▶ WHAT THE TASK REQUIRES: Would you restate the entries below word for word, starting at the first line and ending with the one that has "fn fast_flick(h: &mut"?

┄┄┄┄┄┄

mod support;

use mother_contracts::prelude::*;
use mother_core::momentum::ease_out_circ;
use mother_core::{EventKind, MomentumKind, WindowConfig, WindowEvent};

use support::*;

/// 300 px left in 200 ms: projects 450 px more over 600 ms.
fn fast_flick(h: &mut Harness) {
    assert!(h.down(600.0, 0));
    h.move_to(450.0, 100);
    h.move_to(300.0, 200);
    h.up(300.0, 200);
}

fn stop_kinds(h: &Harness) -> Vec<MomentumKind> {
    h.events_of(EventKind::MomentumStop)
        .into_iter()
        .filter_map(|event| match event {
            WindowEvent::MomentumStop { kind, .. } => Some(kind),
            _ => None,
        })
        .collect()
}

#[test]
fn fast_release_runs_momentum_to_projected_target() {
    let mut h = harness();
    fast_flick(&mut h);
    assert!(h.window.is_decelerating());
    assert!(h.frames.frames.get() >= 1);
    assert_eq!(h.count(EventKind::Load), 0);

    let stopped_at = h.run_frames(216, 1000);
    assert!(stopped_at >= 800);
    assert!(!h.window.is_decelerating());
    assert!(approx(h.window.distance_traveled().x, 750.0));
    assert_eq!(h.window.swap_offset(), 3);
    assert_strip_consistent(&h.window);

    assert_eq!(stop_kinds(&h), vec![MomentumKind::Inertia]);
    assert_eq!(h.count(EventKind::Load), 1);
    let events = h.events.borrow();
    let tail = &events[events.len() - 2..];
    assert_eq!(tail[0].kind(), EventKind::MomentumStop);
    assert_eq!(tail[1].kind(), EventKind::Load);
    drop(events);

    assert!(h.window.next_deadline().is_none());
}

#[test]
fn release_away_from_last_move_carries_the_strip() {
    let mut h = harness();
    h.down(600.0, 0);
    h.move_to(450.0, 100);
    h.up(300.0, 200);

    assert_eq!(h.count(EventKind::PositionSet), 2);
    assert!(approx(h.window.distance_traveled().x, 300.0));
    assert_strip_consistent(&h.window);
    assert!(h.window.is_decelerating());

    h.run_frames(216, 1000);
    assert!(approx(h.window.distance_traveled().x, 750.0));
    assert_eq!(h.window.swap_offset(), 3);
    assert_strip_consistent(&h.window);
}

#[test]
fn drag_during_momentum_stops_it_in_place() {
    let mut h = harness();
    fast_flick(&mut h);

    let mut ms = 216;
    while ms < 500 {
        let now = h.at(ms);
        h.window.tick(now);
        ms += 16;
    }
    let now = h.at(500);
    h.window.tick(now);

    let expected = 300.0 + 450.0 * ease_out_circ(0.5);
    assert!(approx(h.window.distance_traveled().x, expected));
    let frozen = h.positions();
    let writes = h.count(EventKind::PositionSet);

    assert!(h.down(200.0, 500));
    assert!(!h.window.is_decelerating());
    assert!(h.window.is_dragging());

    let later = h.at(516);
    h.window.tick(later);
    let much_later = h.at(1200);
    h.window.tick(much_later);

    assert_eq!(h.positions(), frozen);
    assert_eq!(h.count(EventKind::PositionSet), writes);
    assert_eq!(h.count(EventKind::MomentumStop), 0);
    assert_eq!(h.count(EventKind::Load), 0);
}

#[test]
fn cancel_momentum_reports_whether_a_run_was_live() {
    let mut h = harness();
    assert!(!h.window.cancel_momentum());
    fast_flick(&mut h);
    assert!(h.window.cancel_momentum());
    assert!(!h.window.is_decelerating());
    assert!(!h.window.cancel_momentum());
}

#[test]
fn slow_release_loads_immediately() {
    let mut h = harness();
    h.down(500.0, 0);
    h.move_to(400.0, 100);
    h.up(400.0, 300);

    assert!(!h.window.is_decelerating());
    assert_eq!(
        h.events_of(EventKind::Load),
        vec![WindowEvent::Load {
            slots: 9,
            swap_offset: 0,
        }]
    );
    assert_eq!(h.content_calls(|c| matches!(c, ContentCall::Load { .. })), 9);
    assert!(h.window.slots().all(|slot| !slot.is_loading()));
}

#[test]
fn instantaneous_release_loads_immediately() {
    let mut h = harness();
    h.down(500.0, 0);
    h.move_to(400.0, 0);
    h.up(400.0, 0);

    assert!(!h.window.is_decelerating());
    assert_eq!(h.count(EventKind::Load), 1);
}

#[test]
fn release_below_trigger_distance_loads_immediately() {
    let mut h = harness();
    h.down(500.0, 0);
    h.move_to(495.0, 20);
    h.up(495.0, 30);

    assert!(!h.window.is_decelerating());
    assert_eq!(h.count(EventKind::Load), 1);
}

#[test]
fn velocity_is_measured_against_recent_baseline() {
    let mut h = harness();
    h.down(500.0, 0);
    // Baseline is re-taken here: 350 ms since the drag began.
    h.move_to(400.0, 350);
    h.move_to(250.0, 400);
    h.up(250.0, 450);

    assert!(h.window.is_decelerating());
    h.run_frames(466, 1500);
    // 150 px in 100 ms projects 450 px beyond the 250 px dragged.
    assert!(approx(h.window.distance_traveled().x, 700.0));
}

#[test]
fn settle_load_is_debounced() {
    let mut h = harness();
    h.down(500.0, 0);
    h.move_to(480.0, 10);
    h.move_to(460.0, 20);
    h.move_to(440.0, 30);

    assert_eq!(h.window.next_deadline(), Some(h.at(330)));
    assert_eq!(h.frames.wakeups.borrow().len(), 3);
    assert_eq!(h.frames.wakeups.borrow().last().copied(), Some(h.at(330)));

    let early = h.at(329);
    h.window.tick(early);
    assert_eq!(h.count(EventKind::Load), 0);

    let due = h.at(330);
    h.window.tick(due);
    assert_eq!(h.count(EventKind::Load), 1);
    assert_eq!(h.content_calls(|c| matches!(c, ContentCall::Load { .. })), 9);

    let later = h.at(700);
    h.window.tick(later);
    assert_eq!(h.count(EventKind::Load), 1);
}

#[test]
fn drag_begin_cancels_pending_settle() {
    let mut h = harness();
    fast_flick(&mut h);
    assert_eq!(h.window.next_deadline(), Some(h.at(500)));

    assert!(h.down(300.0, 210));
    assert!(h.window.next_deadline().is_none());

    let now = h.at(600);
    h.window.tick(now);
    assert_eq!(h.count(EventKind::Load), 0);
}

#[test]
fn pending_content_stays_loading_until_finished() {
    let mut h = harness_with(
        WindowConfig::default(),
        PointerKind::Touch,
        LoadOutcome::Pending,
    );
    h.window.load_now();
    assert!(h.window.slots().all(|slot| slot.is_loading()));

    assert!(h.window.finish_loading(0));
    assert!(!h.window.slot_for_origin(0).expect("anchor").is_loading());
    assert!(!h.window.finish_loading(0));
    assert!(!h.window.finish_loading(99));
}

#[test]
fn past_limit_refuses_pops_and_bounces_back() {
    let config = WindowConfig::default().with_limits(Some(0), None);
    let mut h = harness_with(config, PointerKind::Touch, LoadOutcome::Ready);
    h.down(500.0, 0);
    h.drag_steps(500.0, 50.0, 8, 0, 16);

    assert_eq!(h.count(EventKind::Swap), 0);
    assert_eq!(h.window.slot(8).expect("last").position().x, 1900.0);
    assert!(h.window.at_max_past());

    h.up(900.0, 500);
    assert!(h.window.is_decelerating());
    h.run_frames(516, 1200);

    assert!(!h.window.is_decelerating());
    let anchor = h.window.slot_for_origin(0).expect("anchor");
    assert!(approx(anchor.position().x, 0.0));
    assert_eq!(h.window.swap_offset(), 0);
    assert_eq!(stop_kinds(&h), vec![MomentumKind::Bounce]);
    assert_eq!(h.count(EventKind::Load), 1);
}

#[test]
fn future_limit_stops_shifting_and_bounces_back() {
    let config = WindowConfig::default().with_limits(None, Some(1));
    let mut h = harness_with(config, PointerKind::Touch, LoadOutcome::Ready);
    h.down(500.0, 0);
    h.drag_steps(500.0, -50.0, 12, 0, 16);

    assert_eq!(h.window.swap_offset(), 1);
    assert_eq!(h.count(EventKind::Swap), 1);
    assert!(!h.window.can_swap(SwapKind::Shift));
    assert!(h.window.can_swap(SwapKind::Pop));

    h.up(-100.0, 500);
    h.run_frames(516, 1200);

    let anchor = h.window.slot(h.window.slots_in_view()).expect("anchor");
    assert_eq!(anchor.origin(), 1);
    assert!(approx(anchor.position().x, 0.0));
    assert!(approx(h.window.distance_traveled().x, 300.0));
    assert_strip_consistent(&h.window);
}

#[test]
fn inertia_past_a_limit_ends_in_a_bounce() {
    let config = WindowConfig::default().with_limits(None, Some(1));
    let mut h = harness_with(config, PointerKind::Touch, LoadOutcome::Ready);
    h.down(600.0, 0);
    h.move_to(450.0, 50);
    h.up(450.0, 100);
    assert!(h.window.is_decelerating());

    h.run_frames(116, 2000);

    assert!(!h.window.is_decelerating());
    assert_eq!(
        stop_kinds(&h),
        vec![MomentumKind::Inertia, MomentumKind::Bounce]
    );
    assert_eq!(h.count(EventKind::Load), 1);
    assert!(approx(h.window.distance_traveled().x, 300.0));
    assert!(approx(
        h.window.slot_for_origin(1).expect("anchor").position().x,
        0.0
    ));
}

┄┄┄┄┄┄

▶ EXERCISE ANSWER:
mod support;

use mother_contracts::prelude::*;
use mother_core::momentum::ease_out_circ;
use mother_core::{EventKind, MomentumKind, WindowConfig, WindowEvent};

use support::*;

/// 300 px left in 200 ms: projects 450 px more over 600 ms.
fn fast_flick(h: &mut Harness) {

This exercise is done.